The traditional Baker clamp provides its effectiveness at the expense of added drive transistor collector current and higher base drive power dissipation. In adddition, variations in circuit parameters require higher base drive source voltages, typically 7 or more volts, to insure that adequate regulated base current is available to turn ON and sustain the transistor. Any variation in this voltage results in significant degradation of the base drive performance and increased power dissipation. The circuit "solid state drive" referenced in the above-mentioned article uses an NPN and PNP transistor in a common emitter configuration driving the drive transistor.

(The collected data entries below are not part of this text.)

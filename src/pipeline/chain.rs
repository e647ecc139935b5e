//! Sequential filter pipeline.

use crate::core::buffer::PixelBuffer;
use crate::core::error::{PipelineError, PipelineResult};
use crate::core::filter::Filter;
use crate::pipeline::progress::PipelineProgress;
use std::time::Instant;

/// An ordered sequence of owned filters.
///
/// Insertion order is application order. Each filter consumes the previous
/// filter's output and produces a new buffer, so the caller's input is never
/// modified. Cloning a pipeline deep-copies every filter.
#[derive(Debug, Clone, Default)]
pub struct FilterPipeline {
    filters: Vec<Box<dyn Filter>>,
}

impl FilterPipeline {
    /// Create an empty pipeline.
    pub fn new() -> Self {
        Self::default()
    }

    /// Append a filter, builder style.
    pub fn with_filter(mut self, filter: impl Filter + 'static) -> Self {
        self.push(Box::new(filter));
        self
    }

    /// Append a filter.
    pub fn push(&mut self, filter: Box<dyn Filter>) {
        self.filters.push(filter);
    }

    /// Append a filter that may be absent (e.g. the result of a registry
    /// lookup). Fails with [`PipelineError::MissingFilter`] for `None`.
    pub fn add_filter(&mut self, filter: Option<Box<dyn Filter>>) -> PipelineResult<()> {
        let filter = filter.ok_or(PipelineError::MissingFilter)?;
        self.push(filter);
        Ok(())
    }

    /// Insert a filter at `index`, shifting later filters back.
    ///
    /// `index == len()` appends. Fails without modifying the pipeline if the
    /// filter is absent or `index > len()`.
    pub fn insert_filter(&mut self, index: usize, filter: Option<Box<dyn Filter>>) -> PipelineResult<()> {
        let filter = filter.ok_or(PipelineError::MissingFilter)?;
        if index > self.filters.len() {
            return Err(self.out_of_range(index));
        }
        self.filters.insert(index, filter);
        Ok(())
    }

    /// Remove and return the filter at `index`.
    pub fn remove_filter(&mut self, index: usize) -> PipelineResult<Box<dyn Filter>> {
        self.check_index(index)?;
        Ok(self.filters.remove(index))
    }

    /// Swap the filters at two positions.
    pub fn swap_filters(&mut self, first: usize, second: usize) -> PipelineResult<()> {
        self.check_index(first)?;
        self.check_index(second)?;
        self.filters.swap(first, second);
        Ok(())
    }

    /// Remove every filter.
    pub fn clear(&mut self) {
        self.filters.clear();
    }

    /// Number of filters.
    pub fn len(&self) -> usize {
        self.filters.len()
    }

    /// Whether the pipeline has no filters.
    pub fn is_empty(&self) -> bool {
        self.filters.is_empty()
    }

    /// Borrow the filter at `index`.
    pub fn filter(&self, index: usize) -> PipelineResult<&dyn Filter> {
        self.check_index(index)?;
        Ok(self.filters[index].as_ref())
    }

    /// Mutably borrow the filter at `index`, e.g. to retune it.
    pub fn filter_mut(&mut self, index: usize) -> PipelineResult<&mut (dyn Filter + 'static)> {
        self.check_index(index)?;
        Ok(self.filters[index].as_mut())
    }

    /// Iterate over the filters in application order.
    pub fn iter(&self) -> impl Iterator<Item = &dyn Filter> {
        self.filters.iter().map(|f| f.as_ref())
    }

    /// Name of the filter at `index`.
    pub fn filter_name(&self, index: usize) -> PipelineResult<&'static str> {
        self.filter(index).map(|f| f.name())
    }

    /// Names of all filters in application order.
    pub fn filter_names(&self) -> Vec<&'static str> {
        self.filters.iter().map(|f| f.name()).collect()
    }

    /// Run every filter in order. An empty pipeline returns a copy of the
    /// input.
    pub fn apply(&self, input: &PixelBuffer) -> PixelBuffer {
        self.apply_with_progress(input, |_| {})
    }

    /// Run every filter in order, reporting progress to `on_progress`.
    pub fn apply_with_progress<F>(&self, input: &PixelBuffer, mut on_progress: F) -> PixelBuffer
    where
        F: FnMut(PipelineProgress),
    {
        let start = Instant::now();
        let total = self.filters.len();
        on_progress(PipelineProgress::Started { total_filters: total });

        let mut current: Option<PixelBuffer> = None;
        for (index, filter) in self.filters.iter().enumerate() {
            let name = filter.name();
            on_progress(PipelineProgress::FilterStarted { index, name, total });

            let filter_start = Instant::now();
            let source = current.as_ref().unwrap_or(input);
            let output = filter.apply(source);
            let duration = filter_start.elapsed();

            log::debug!(
                "pipeline step {}/{}: {} took {:.2}ms",
                index + 1,
                total,
                name,
                duration.as_secs_f64() * 1000.0
            );
            on_progress(PipelineProgress::FilterCompleted { index, name, duration });
            current = Some(output);
        }

        let total_duration = start.elapsed();
        on_progress(PipelineProgress::Completed {
            filters_applied: total,
            total_duration,
        });

        current.unwrap_or_else(|| input.clone())
    }

    fn check_index(&self, index: usize) -> PipelineResult<()> {
        if index >= self.filters.len() {
            return Err(self.out_of_range(index));
        }
        Ok(())
    }

    fn out_of_range(&self, index: usize) -> PipelineError {
        PipelineError::IndexOutOfRange {
            index,
            len: self.filters.len(),
        }
    }
}

impl FromIterator<Box<dyn Filter>> for FilterPipeline {
    fn from_iter<I: IntoIterator<Item = Box<dyn Filter>>>(iter: I) -> Self {
        Self {
            filters: iter.into_iter().collect(),
        }
    }
}

#[cfg(test)]
mod tests {
    use super::*;
    use crate::core::error::ErrorKind;
    use crate::filters::builtin::{BrightnessAdjust, EdgeDetection, GaussianBlur};

    fn test_image() -> PixelBuffer {
        PixelBuffer::from_fn(10, 10, 1, |x, y, _| (x * 10 + y) as u8).unwrap()
    }

    fn blur() -> Box<dyn Filter> {
        Box::new(GaussianBlur::new(1.0, 3).unwrap())
    }

    fn brightness(factor: f64) -> Box<dyn Filter> {
        Box::new(BrightnessAdjust::new(factor).unwrap())
    }

    fn edges() -> Box<dyn Filter> {
        Box::new(EdgeDetection::default())
    }

    #[test]
    fn test_empty_pipeline_copies_input() {
        let pipeline = FilterPipeline::new();
        assert!(pipeline.is_empty());
        let input = PixelBuffer::from_fn(5, 5, 1, |x, y, _| (x * 5 + y) as u8).unwrap();
        let output = pipeline.apply(&input);
        assert_eq!(output, input);
    }

    #[test]
    fn test_add_filter() {
        let mut pipeline = FilterPipeline::new();
        pipeline.add_filter(Some(blur())).unwrap();
        assert_eq!(pipeline.len(), 1);
        pipeline.add_filter(Some(brightness(1.5))).unwrap();
        assert_eq!(pipeline.len(), 2);
    }

    #[test]
    fn test_add_missing_filter() {
        let mut pipeline = FilterPipeline::new();
        let err = pipeline.add_filter(None).unwrap_err();
        assert_eq!(err, PipelineError::MissingFilter);
        assert_eq!(err.kind(), ErrorKind::InvalidArgument);
        assert!(pipeline.is_empty());
    }

    #[test]
    fn test_remove_filter() {
        let mut pipeline = FilterPipeline::new();
        pipeline.push(blur());
        pipeline.push(brightness(1.5));

        let removed = pipeline.remove_filter(0).unwrap();
        assert_eq!(removed.name(), "GaussianBlur");
        assert_eq!(pipeline.filter_names(), vec!["BrightnessAdjust"]);
        pipeline.remove_filter(0).unwrap();
        assert!(pipeline.is_empty());
    }

    #[test]
    fn test_remove_invalid_index() {
        let mut pipeline = FilterPipeline::new();
        assert_eq!(
            pipeline.remove_filter(0).unwrap_err(),
            PipelineError::IndexOutOfRange { index: 0, len: 0 }
        );
        pipeline.push(blur());
        assert_eq!(pipeline.remove_filter(1).unwrap_err().kind(), ErrorKind::OutOfRange);
        assert_eq!(pipeline.len(), 1);
    }

    #[test]
    fn test_filter_names() {
        let mut pipeline = FilterPipeline::new();
        assert!(pipeline.filter_names().is_empty());
        assert!(pipeline.filter_name(0).is_err());

        pipeline.push(blur());
        pipeline.push(edges());
        pipeline.push(brightness(1.5));

        assert_eq!(pipeline.filter_name(0).unwrap(), "GaussianBlur");
        assert_eq!(pipeline.filter_name(1).unwrap(), "EdgeDetection");
        assert!(pipeline.filter_name(3).is_err());
        assert_eq!(
            pipeline.filter_names(),
            vec!["GaussianBlur", "EdgeDetection", "BrightnessAdjust"]
        );
    }

    #[test]
    fn test_swap_filters() {
        let mut pipeline = FilterPipeline::new();
        assert!(pipeline.swap_filters(0, 1).is_err());

        pipeline.push(blur());
        assert!(pipeline.swap_filters(0, 1).is_err());
        assert!(pipeline.swap_filters(1, 0).is_err());

        pipeline.push(edges());
        pipeline.swap_filters(0, 1).unwrap();
        assert_eq!(pipeline.filter_names(), vec!["EdgeDetection", "GaussianBlur"]);
    }

    #[test]
    fn test_insert_filter_shifts_later_entries() {
        let mut pipeline = FilterPipeline::new();
        pipeline.push(blur());
        pipeline.push(brightness(1.5));

        pipeline.insert_filter(1, Some(edges())).unwrap();
        assert_eq!(pipeline.len(), 3);
        assert_eq!(
            pipeline.filter_names(),
            vec!["GaussianBlur", "EdgeDetection", "BrightnessAdjust"]
        );

        pipeline.insert_filter(3, Some(blur())).unwrap();
        assert_eq!(pipeline.filter_name(3).unwrap(), "GaussianBlur");
    }

    #[test]
    fn test_insert_invalid() {
        let mut pipeline = FilterPipeline::new();
        assert_eq!(
            pipeline.insert_filter(1, Some(blur())).unwrap_err().kind(),
            ErrorKind::OutOfRange
        );
        assert_eq!(
            pipeline.insert_filter(0, None).unwrap_err(),
            PipelineError::MissingFilter
        );
        assert!(pipeline.is_empty());
    }

    #[test]
    fn test_clear() {
        let mut pipeline = FilterPipeline::new().with_filter(EdgeDetection::default());
        pipeline.push(blur());
        assert_eq!(pipeline.len(), 2);
        pipeline.clear();
        assert!(pipeline.is_empty());
        pipeline.clear();
        assert!(pipeline.is_empty());
    }

    #[test]
    fn test_clone_is_deep() {
        let mut original = FilterPipeline::new();
        original.push(blur());
        original.push(edges());
        original.push(brightness(1.5));

        let mut cloned = original.clone();
        assert_eq!(cloned.filter_names(), original.filter_names());

        cloned
            .filter_mut(2)
            .unwrap()
            .set_parameters(&[("brightness_factor".to_string(), 3.0)].into())
            .unwrap();
        cloned.remove_filter(0).unwrap();

        assert_eq!(original.len(), 3);
        assert_eq!(original.filter(2).unwrap().parameters()["brightness_factor"], 1.5);
    }

    #[test]
    fn test_apply_preserves_shape_and_input() {
        let input = test_image();
        let snapshot = input.clone();
        let pipeline: FilterPipeline = vec![blur(), brightness(1.2), edges(), Box::new(GaussianBlur::new(0.5, 3).unwrap()) as Box<dyn Filter>]
            .into_iter()
            .collect();

        let output = pipeline.apply(&input);
        assert!(output.same_shape(&input));
        assert_eq!(input, snapshot);
    }

    #[test]
    fn test_apply_matches_manual_chain() {
        let input = test_image();
        let pipeline = FilterPipeline::new()
            .with_filter(GaussianBlur::new(1.0, 3).unwrap())
            .with_filter(BrightnessAdjust::new(1.5).unwrap());

        let manual = BrightnessAdjust::new(1.5)
            .unwrap()
            .apply(&GaussianBlur::new(1.0, 3).unwrap().apply(&input));
        assert_eq!(pipeline.apply(&input), manual);
    }

    #[test]
    fn test_order_matters() {
        let input = PixelBuffer::from_fn(10, 10, 1, |x, y, _| if x >= 5 { 100 } else { (y * 3) as u8 }).unwrap();
        let dim_first = FilterPipeline::new()
            .with_filter(BrightnessAdjust::new(0.5).unwrap())
            .with_filter(EdgeDetection::default());
        let edges_first = FilterPipeline::new()
            .with_filter(EdgeDetection::default())
            .with_filter(BrightnessAdjust::new(0.5).unwrap());

        // The step saturates the edge response before dimming, but not after.
        let a = dim_first.apply(&input);
        let b = edges_first.apply(&input);
        assert_eq!(b.get_pixel(4, 5, 0), Some(128));
        assert!(a.get_pixel(4, 5, 0).unwrap() > 128);
        assert_ne!(a, b);
    }

    #[test]
    fn test_progress_events() {
        let pipeline = FilterPipeline::new()
            .with_filter(GaussianBlur::default())
            .with_filter(EdgeDetection::default());

        let mut events = Vec::new();
        pipeline.apply_with_progress(&test_image(), |event| events.push(event));

        assert_eq!(events.len(), 6);
        assert_eq!(events[0], PipelineProgress::Started { total_filters: 2 });
        assert!(matches!(
            events[3],
            PipelineProgress::FilterStarted { index: 1, name: "EdgeDetection", total: 2 }
        ));
        assert!(matches!(
            events[5],
            PipelineProgress::Completed { filters_applied: 2, .. }
        ));
    }
}
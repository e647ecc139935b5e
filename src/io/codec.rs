//! Bridge to the `image` crate for formats other than PGM.
//!
//! Everything here works on channel 0: decoded images are converted to 8-bit
//! luma, and buffers are exported as grayscale.

use crate::core::buffer::PixelBuffer;
use crate::core::error::RasterIoError;
use image::{GrayImage, RgbImage};
use std::fs::File;
use std::io::BufWriter;
use std::path::Path;

/// Default JPEG quality used by the command line.
pub const DEFAULT_JPEG_QUALITY: u8 = 90;

/// Decode any format the `image` crate understands into a single-channel
/// buffer.
pub fn try_load_grayscale(path: impl AsRef<Path>) -> Result<PixelBuffer, RasterIoError> {
    let luma = image::open(path.as_ref())?.to_luma8();
    let (width, height) = luma.dimensions();
    Ok(PixelBuffer::from_raw(
        width as usize,
        height as usize,
        1,
        luma.into_raw(),
    )?)
}

/// Decode an image as grayscale. Returns `None` on failure; the cause is
/// logged.
pub fn load_grayscale(path: impl AsRef<Path>) -> Option<PixelBuffer> {
    let path = path.as_ref();
    match try_load_grayscale(path) {
        Ok(buffer) => Some(buffer),
        Err(e) => {
            log::warn!("failed to decode {}: {}", path.display(), e);
            None
        }
    }
}

/// Channel 0 as an 8-bit luma image.
pub fn to_gray_image(buffer: &PixelBuffer) -> GrayImage {
    let gray = if buffer.channels() == 1 {
        buffer.as_slice().to_vec()
    } else {
        buffer
            .as_slice()
            .chunks_exact(buffer.channels())
            .map(|pixel| pixel[0])
            .collect()
    };
    // Dimensions and sample count always agree for a valid buffer.
    GrayImage::from_raw(buffer.width() as u32, buffer.height() as u32, gray).unwrap_or_default()
}

/// Channel 0 replicated into R, G and B, the layout display surfaces expect.
pub fn to_rgb_image(buffer: &PixelBuffer) -> RgbImage {
    let channels = buffer.channels();
    let rgb: Vec<u8> = buffer
        .as_slice()
        .chunks_exact(channels.max(1))
        .flat_map(|pixel| [pixel[0]; 3])
        .collect();
    RgbImage::from_raw(buffer.width() as u32, buffer.height() as u32, rgb).unwrap_or_default()
}

/// Encode channel 0 as a grayscale JPEG, reporting the precise failure.
pub fn try_save_jpeg(buffer: &PixelBuffer, path: impl AsRef<Path>, quality: u8) -> Result<(), RasterIoError> {
    let gray = to_gray_image(buffer);
    let mut output = BufWriter::new(File::create(path.as_ref())?);
    let mut encoder = image::codecs::jpeg::JpegEncoder::new_with_quality(&mut output, quality.clamp(1, 100));
    encoder.encode(&gray, gray.width(), gray.height(), image::ExtendedColorType::L8)?;
    Ok(())
}

/// Encode channel 0 as a grayscale JPEG. Returns whether it succeeded.
pub fn save_jpeg(buffer: &PixelBuffer, path: impl AsRef<Path>, quality: u8) -> bool {
    let path = path.as_ref();
    match try_save_jpeg(buffer, path, quality) {
        Ok(()) => true,
        Err(e) => {
            log::warn!("failed to save {}: {}", path.display(), e);
            false
        }
    }
}

#[cfg(test)]
mod tests {
    use super::*;

    fn square() -> PixelBuffer {
        PixelBuffer::from_fn(32, 24, 1, |x, y, _| if (8..24).contains(&x) && (8..16).contains(&y) { 255 } else { 0 }).unwrap()
    }

    #[test]
    fn test_rgb_replicates_channel_zero() {
        let buffer = PixelBuffer::from_fn(2, 1, 2, |x, _, c| if c == 0 { (x * 100) as u8 } else { 7 }).unwrap();
        let rgb = to_rgb_image(&buffer);
        assert_eq!(rgb.dimensions(), (2, 1));
        assert_eq!(rgb.get_pixel(1, 0).0, [100, 100, 100]);
    }

    #[test]
    fn test_gray_image_uses_channel_zero() {
        let buffer = PixelBuffer::from_fn(3, 2, 3, |x, y, c| (x + y * 3 + c * 50) as u8).unwrap();
        let gray = to_gray_image(&buffer);
        assert_eq!(gray.get_pixel(2, 1).0, [5]);
    }

    #[test]
    fn test_png_round_trip() {
        let dir = tempfile::tempdir().unwrap();
        let path = dir.path().join("square.png");
        let buffer = square();
        to_gray_image(&buffer).save(&path).unwrap();

        let loaded = load_grayscale(&path).unwrap();
        assert_eq!(loaded, buffer);
    }

    #[test]
    fn test_save_jpeg() {
        let dir = tempfile::tempdir().unwrap();
        let path = dir.path().join("square.jpg");
        assert!(save_jpeg(&square(), &path, DEFAULT_JPEG_QUALITY));

        let loaded = load_grayscale(&path).unwrap();
        assert_eq!(loaded.size(), (32, 24));
        assert_eq!(loaded.channels(), 1);
    }

    #[test]
    fn test_failures_are_reported() {
        let dir = tempfile::tempdir().unwrap();
        assert!(load_grayscale(dir.path().join("missing.png")).is_none());
        assert!(!save_jpeg(&square(), dir.path().join("no_dir").join("x.jpg"), 80));
    }
}
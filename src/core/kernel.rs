//! Square convolution kernels.
//!
//! Kernels are stored row-major in a flat vector. The centre cell sits at
//! `(size / 2, size / 2)`, so offsets relative to the centre range over
//! `-(size / 2)..=(size - 1 - size / 2)`.

use crate::core::error::FilterError;

/// A square matrix of convolution weights.
#[derive(Debug, Clone, PartialEq, Default)]
pub struct Kernel {
    size: usize,
    weights: Vec<f64>,
}

impl Kernel {
    /// Largest side length accepted by [`Kernel::gaussian`].
    pub const MAX_SIZE: usize = 1001;

    /// Create a kernel from row-major weights.
    ///
    /// `weights.len()` must equal `size * size`.
    pub fn new(size: usize, weights: Vec<f64>) -> Result<Self, FilterError> {
        if weights.len() != size * size {
            return Err(FilterError::NonSquareKernel {
                rows: size,
                columns: if size == 0 { weights.len() } else { weights.len() / size },
            });
        }
        Ok(Self { size, weights })
    }

    /// Create a kernel from nested rows. Every row must have as many
    /// columns as there are rows.
    pub fn from_rows<R>(rows: &[R]) -> Result<Self, FilterError>
    where
        R: AsRef<[f64]>,
    {
        let size = rows.len();
        let mut weights = Vec::with_capacity(size * size);
        for row in rows {
            let row = row.as_ref();
            if row.len() != size {
                return Err(FilterError::NonSquareKernel {
                    rows: size,
                    columns: row.len(),
                });
            }
            weights.extend_from_slice(row);
        }
        Ok(Self { size, weights })
    }

    /// Generate a normalized 2D Gaussian kernel.
    ///
    /// Each cell is `exp(-((dx/σ)² + (dy/σ)²) / 2)` for its offset from the
    /// centre, then every cell is divided by the total so the kernel sums
    /// to 1. The usual `1 / (2πσ²)` factor cancels in that division and is
    /// omitted, which keeps extreme sigmas finite. `size` may not exceed
    /// [`Kernel::MAX_SIZE`].
    pub fn gaussian(sigma: f64, size: usize) -> Result<Self, FilterError> {
        if !(sigma.is_finite() && sigma > 0.0) {
            return Err(FilterError::invalid("GaussianBlur", "sigma", format!("must be positive, got {}", sigma)));
        }
        if size == 0 || size % 2 == 0 {
            return Err(FilterError::invalid(
                "GaussianBlur",
                "kernel_size",
                format!("must be a positive odd number, got {}", size),
            ));
        }
        let cells = size
            .checked_mul(size)
            .filter(|_| size <= Self::MAX_SIZE)
            .ok_or_else(|| {
                FilterError::invalid(
                    "GaussianBlur",
                    "kernel_size",
                    format!("must be at most {}, got {}", Self::MAX_SIZE, size),
                )
            })?;

        let half = (size / 2) as f64;
        let mut weights = Vec::with_capacity(cells);
        for y in 0..size {
            for x in 0..size {
                let dx = (x as f64 - half) / sigma;
                let dy = (y as f64 - half) / sigma;
                weights.push((-(dx * dx + dy * dy) / 2.0).exp());
            }
        }

        let sum: f64 = weights.iter().sum();
        for w in &mut weights {
            *w /= sum;
        }

        Ok(Self { size, weights })
    }

    /// Horizontal Sobel kernel `[[-1,0,1],[-2,0,2],[-1,0,1]]`.
    pub fn sobel_x() -> Self {
        Self {
            size: 3,
            weights: vec![-1.0, 0.0, 1.0, -2.0, 0.0, 2.0, -1.0, 0.0, 1.0],
        }
    }

    /// Vertical Sobel kernel `[[-1,-2,-1],[0,0,0],[1,2,1]]`.
    pub fn sobel_y() -> Self {
        Self {
            size: 3,
            weights: vec![-1.0, -2.0, -1.0, 0.0, 0.0, 0.0, 1.0, 2.0, 1.0],
        }
    }

    /// Side length of the kernel.
    pub fn size(&self) -> usize {
        self.size
    }

    /// Index of the centre cell along either axis.
    pub fn half(&self) -> usize {
        self.size / 2
    }

    /// Whether the kernel has no cells.
    pub fn is_empty(&self) -> bool {
        self.weights.is_empty()
    }

    /// Weight at column `kx`, row `ky`.
    ///
    /// Panics if either index is `>= size`.
    #[inline]
    pub fn get(&self, kx: usize, ky: usize) -> f64 {
        self.weights[ky * self.size + kx]
    }

    /// All weights in row-major order.
    pub fn weights(&self) -> &[f64] {
        &self.weights
    }

    /// Sum of all weights.
    pub fn sum(&self) -> f64 {
        self.weights.iter().sum()
    }

    /// Rows of the kernel, top to bottom.
    pub fn rows(&self) -> impl Iterator<Item = &[f64]> {
        self.weights.chunks(self.size.max(1))
    }
}
//! # Database Migrations
//!
//! Embedded SQL migrations for HemoVault.
//!
//! ## How Migrations Work
//! ```text
//! ┌─────────────────────────────────────────────────────────────────────────┐
//! │                      Migration Process                                  │
//! │                                                                         │
//! │  App Startup                                                           │
//! │       │                                                                 │
//! │       ▼                                                                 │
//! │  Check _sqlx_migrations table                                          │
//! │       │                                                                 │
//! │       ├── Table doesn't exist? Create it                               │
//! │       │                                                                 │
//! │       ▼                                                                 │
//! │  Compare embedded migrations vs applied                                │
//! │       │                                                                 │
//! │       ├── 001_initial_schema.sql     ✓ (already applied)              │
//! │       └── 002_seed_blood_groups.sql  ⬜ (NEW - needs to run)           │
//! │       │                                                                 │
//! │       ▼                                                                 │
//! │  Run pending migrations in order                                       │
//! │       │                                                                 │
//! │       ▼                                                                 │
//! │  Record in _sqlx_migrations                                            │
//! │                                                                         │
//! └─────────────────────────────────────────────────────────────────────────┘
//! ```
//!
//! ## Adding New Migrations
//!
//! 1. Create a new file in `migrations/sqlite/` with the next sequence number
//! 2. Name format: `NNN_description.sql` (e.g., `003_add_camp_table.sql`)
//! 3. Write idempotent SQL (use `IF NOT EXISTS` where possible)
//! 4. **NEVER** modify existing migrations - always add new ones

use sqlx::SqlitePool;
use tracing::info;

use crate::error::DbResult;

/// Embedded migrations from the `migrations/sqlite` directory.
///
/// ## How This Works
/// The `sqlx::migrate!()` macro embeds all SQL files from the specified
/// directory into the binary at compile time. No runtime file access needed.
///
/// ## Directory Structure
/// ```text
/// migrations/sqlite/
/// ├── 001_initial_schema.sql      # Core tables + indexes
/// └── 002_seed_blood_groups.sql   # The eight stock ledger rows
/// ```
static MIGRATOR: sqlx::migrate::Migrator = sqlx::migrate!("../../migrations/sqlite");

/// Runs all pending database migrations.
///
/// ## Safety
/// - Idempotent: safe to run multiple times
/// - Transactional: each migration runs in a transaction
/// - Ordered: migrations run in filename order (001, 002, ...)
pub async fn run_migrations(pool: &SqlitePool) -> DbResult<()> {
    info!("Checking for pending migrations");

    MIGRATOR.run(pool).await?;

    info!("All migrations applied successfully");
    Ok(())
}

/// Returns information about migrations.
///
/// ## Returns
/// Tuple of (total_migrations, applied_migrations)
///
/// ## Usage
/// For diagnostics and health checks.
pub async fn migration_status(pool: &SqlitePool) -> DbResult<(usize, usize)> {
    let total = MIGRATOR.migrations.len();

    let applied: i64 = sqlx::query_scalar("SELECT COUNT(*) FROM _sqlx_migrations")
        .fetch_one(pool)
        .await
        .unwrap_or(0);

    Ok((total, applied as usize))
}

With the base of each tied together the base to emitter junctions of the base drive transistors form the diodes in the base portion of the conventional Baker clamp. This configuration is desirable from a parts standpoint but is susceptible to base emitter temperature changes just as the conventional Baker clamp diodes are also susceptible to temperature changes but to a lesser degree. These changes create undesirable changes in the V.sub.CB over the operating temperature range of each component. Additional diodes used to adjust the V.sub.CB further aggravate the temperature problem. Further complications include the inability of the user to conveniently select the desired V.sub.CB due to the incremental voltage changes that each Baker clamp diode brings to the system. In short it is desirable to control the V.sub.CB independent of the system operating temperature. Another disadvantage of the Baker clamp arises out of the fact that excess base drive current is simply routed by a passive diode into the controlled transistor output circuit. This extra output circuit current creates heat and represents power dissipation. By way of example, five amps of base drive may be available to a transistor requiring only 1 amp for saturation. The excess 4 amps may be dumped off by a Baker clamp diode. The base drive must then fall below one amp before any shut-off progress can be made.